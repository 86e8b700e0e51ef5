//! # Cancellation-bound unit (`TokenUnit`)
//!
//! [`TokenUnit`] wraps a closure `F: Fn(CancellationToken) -> Fut`. The closure
//! receives the unit's bound token and must return once it is cancelled.
//! `request_stop` is a no-op: cancellation alone drives shutdown.
//!
//! ## Example
//! ```rust
//! use std::time::Duration;
//! use tokio_util::sync::CancellationToken;
//! use groupvisor::{TokenUnit, UnitRef, UnitError};
//!
//! let ticker: UnitRef = TokenUnit::arc(|token: CancellationToken| async move {
//!     while !token.is_cancelled() {
//!         tokio::select! {
//!             _ = token.cancelled() => break,
//!             _ = tokio::time::sleep(Duration::from_millis(250)) => { /* tick */ }
//!         }
//!     }
//!     Ok::<_, UnitError>(())
//! });
//! # let _ = ticker;
//! ```

use std::future::Future;
use std::sync::{Arc, OnceLock};

use async_trait::async_trait;
use tokio_util::sync::CancellationToken;

use crate::error::UnitError;
use crate::units::unit::Unit;

/// Unit driven by a [`CancellationToken`].
pub struct TokenUnit<F> {
    token: OnceLock<CancellationToken>,
    f: F,
}

impl<F, Fut> TokenUnit<F>
where
    F: Fn(CancellationToken) -> Fut + Send + Sync + 'static,
    Fut: Future<Output = Result<(), UnitError>> + Send + 'static,
{
    /// Creates a new cancellation-bound unit.
    pub fn new(f: F) -> Self {
        Self {
            token: OnceLock::new(),
            f,
        }
    }

    /// Creates the unit and returns it as a shared handle.
    pub fn arc(f: F) -> Arc<Self> {
        Arc::new(Self::new(f))
    }
}

#[async_trait]
impl<F, Fut> Unit for TokenUnit<F>
where
    F: Fn(CancellationToken) -> Fut + Send + Sync + 'static,
    Fut: Future<Output = Result<(), UnitError>> + Send + 'static,
{
    fn bind_cancellation(&self, token: CancellationToken) {
        let _ = self.token.set(token);
    }

    async fn run(&self) -> Result<(), UnitError> {
        let token = self.token.get().cloned().ok_or(UnitError::Unbound)?;
        (self.f)(token).await
    }
}
//! # Event subscribers for the groupvisor runtime.
//!
//! ## Architecture
//! ```text
//! unit task ── publish(Event) ──► Bus ──► forwarder ──► SubscriberSet::emit(&Event)
//!                                                          ┌─────────┼─────────┐
//!                                                          ▼         ▼         ▼
//!                                                      [queue 1] [queue 2] [queue N]
//!                                                          │         │         │
//!                                                       on_event  on_event  on_event
//! ```
//!
//! Implement [`Subscribe`] for metrics, alerting or audit trails. The optional
//! [`LogWriter`] (feature `logging`) renders events through `tracing`.

#[cfg(feature = "logging")]
mod log;
mod set;
mod subscribe;

#[cfg(feature = "logging")]
pub use log::LogWriter;
pub use set::SubscriberSet;
pub use subscribe::Subscribe;
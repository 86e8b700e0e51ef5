//! # OS signal handling for the shutdown listener.
//!
//! [`Signal`] names the signals an embedder may register with
//! [`Supervisor::register_signal`](crate::Supervisor::register_signal).
//! Listeners are installed synchronously inside `start()`, so a signal raised
//! right after `start()` returns is already observed.
//!
//! ## Signals
//! **Unix platforms:** all variants, via [`tokio::signal::unix`].
//!
//! **Other platforms:** only [`Signal::Interrupt`] (Ctrl-C via [`tokio::signal::ctrl_c`]);
//! other variants are ignored with a warning.

use std::fmt;

/// OS signal that stops the group when received.
#[derive(Debug, Clone, Copy, PartialEq, Eq, Hash)]
pub enum Signal {
    /// `SIGINT` (Ctrl-C).
    Interrupt,
    /// `SIGTERM` (default kill signal, used by systemd/Kubernetes).
    Terminate,
    /// `SIGQUIT`.
    Quit,
    /// `SIGHUP`.
    Hangup,
    /// `SIGUSR1`.
    User1,
    /// `SIGUSR2`.
    User2,
}

impl Signal {
    /// Conventional signal name.
    pub fn as_str(&self) -> &'static str {
        match self {
            Signal::Interrupt => "SIGINT",
            Signal::Terminate => "SIGTERM",
            Signal::Quit => "SIGQUIT",
            Signal::Hangup => "SIGHUP",
            Signal::User1 => "SIGUSR1",
            Signal::User2 => "SIGUSR2",
        }
    }

    #[cfg(unix)]
    fn kind(&self) -> tokio::signal::unix::SignalKind {
        use tokio::signal::unix::SignalKind;
        match self {
            Signal::Interrupt => SignalKind::interrupt(),
            Signal::Terminate => SignalKind::terminate(),
            Signal::Quit => SignalKind::quit(),
            Signal::Hangup => SignalKind::hangup(),
            Signal::User1 => SignalKind::user_defined1(),
            Signal::User2 => SignalKind::user_defined2(),
        }
    }
}

impl fmt::Display for Signal {
    fn fmt(&self, f: &mut fmt::Formatter<'_>) -> fmt::Result {
        f.write_str(self.as_str())
    }
}

/// Installed signal listeners for one supervisor.
pub(crate) struct SignalListener {
    #[cfg(unix)]
    streams: Vec<(Signal, tokio::signal::unix::Signal)>,
    #[cfg(not(unix))]
    ctrl_c: bool,
}

impl SignalListener {
    /// Installs a listener for every signal. Failures are logged and skipped.
    ///
    /// Must be called inside a tokio runtime.
    #[cfg(unix)]
    pub(crate) fn install(signals: &[Signal]) -> Self {
        let mut streams = Vec::with_capacity(signals.len());
        for sig in signals {
            match tokio::signal::unix::signal(sig.kind()) {
                Ok(stream) => streams.push((*sig, stream)),
                Err(err) => {
                    tracing::error!(signal = %sig, error = %err, "failed to install signal listener");
                }
            }
        }
        Self { streams }
    }

    #[cfg(not(unix))]
    pub(crate) fn install(signals: &[Signal]) -> Self {
        let mut ctrl_c = false;
        for sig in signals {
            match sig {
                Signal::Interrupt => ctrl_c = true,
                other => tracing::warn!(signal = %other, "signal not supported on this platform"),
            }
        }
        Self { ctrl_c }
    }

    /// Completes when any installed signal arrives; never completes if none are installed.
    #[cfg(unix)]
    pub(crate) async fn recv(&mut self) -> Signal {
        if self.streams.is_empty() {
            return std::future::pending().await;
        }
        let waits = self.streams.iter_mut().map(|(sig, stream)| {
            let sig = *sig;
            Box::pin(async move {
                match stream.recv().await {
                    Some(()) => sig,
                    // Signal driver gone: this source can no longer fire.
                    None => std::future::pending().await,
                }
            })
        });
        let (sig, _, _) = futures::future::select_all(waits).await;
        sig
    }

    #[cfg(not(unix))]
    pub(crate) async fn recv(&mut self) -> Signal {
        if !self.ctrl_c {
            return std::future::pending().await;
        }
        match tokio::signal::ctrl_c().await {
            Ok(()) => Signal::Interrupt,
            Err(err) => {
                tracing::error!(error = %err, "failed to listen for ctrl-c");
                std::future::pending().await
            }
        }
    }
}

■ ■ ■ ■

Work to complete → Reproduce word for word the lines of the records above, beginning at the first and ending with the line where "use std::future::Future;" appears, and nothing past it.

Result of the task →
repository 86e8b700e0e51ef5
//! # Cancellation-bound unit (`TokenUnit`)
//!
//! [`TokenUnit`] wraps a closure `F: Fn(CancellationToken) -> Fut`. The closure
//! receives the unit's bound token and must return once it is cancelled.
//! `request_stop` is a no-op: cancellation alone drives shutdown.
//!
//! ## Example
//! ```rust
//! use std::time::Duration;
//! use tokio_util::sync::CancellationToken;
//! use groupvisor::{TokenUnit, UnitRef, UnitError};
//!
//! let ticker: UnitRef = TokenUnit::arc(|token: CancellationToken| async move {
//!     while !token.is_cancelled() {
//!         tokio::select! {
//!             _ = token.cancelled() => break,
//!             _ = tokio::time::sleep(Duration::from_millis(250)) => { /* tick */ }
//!         }
//!     }
//!     Ok::<_, UnitError>(())
//! });
//! # let _ = ticker;
//! ```

use std::future::Future;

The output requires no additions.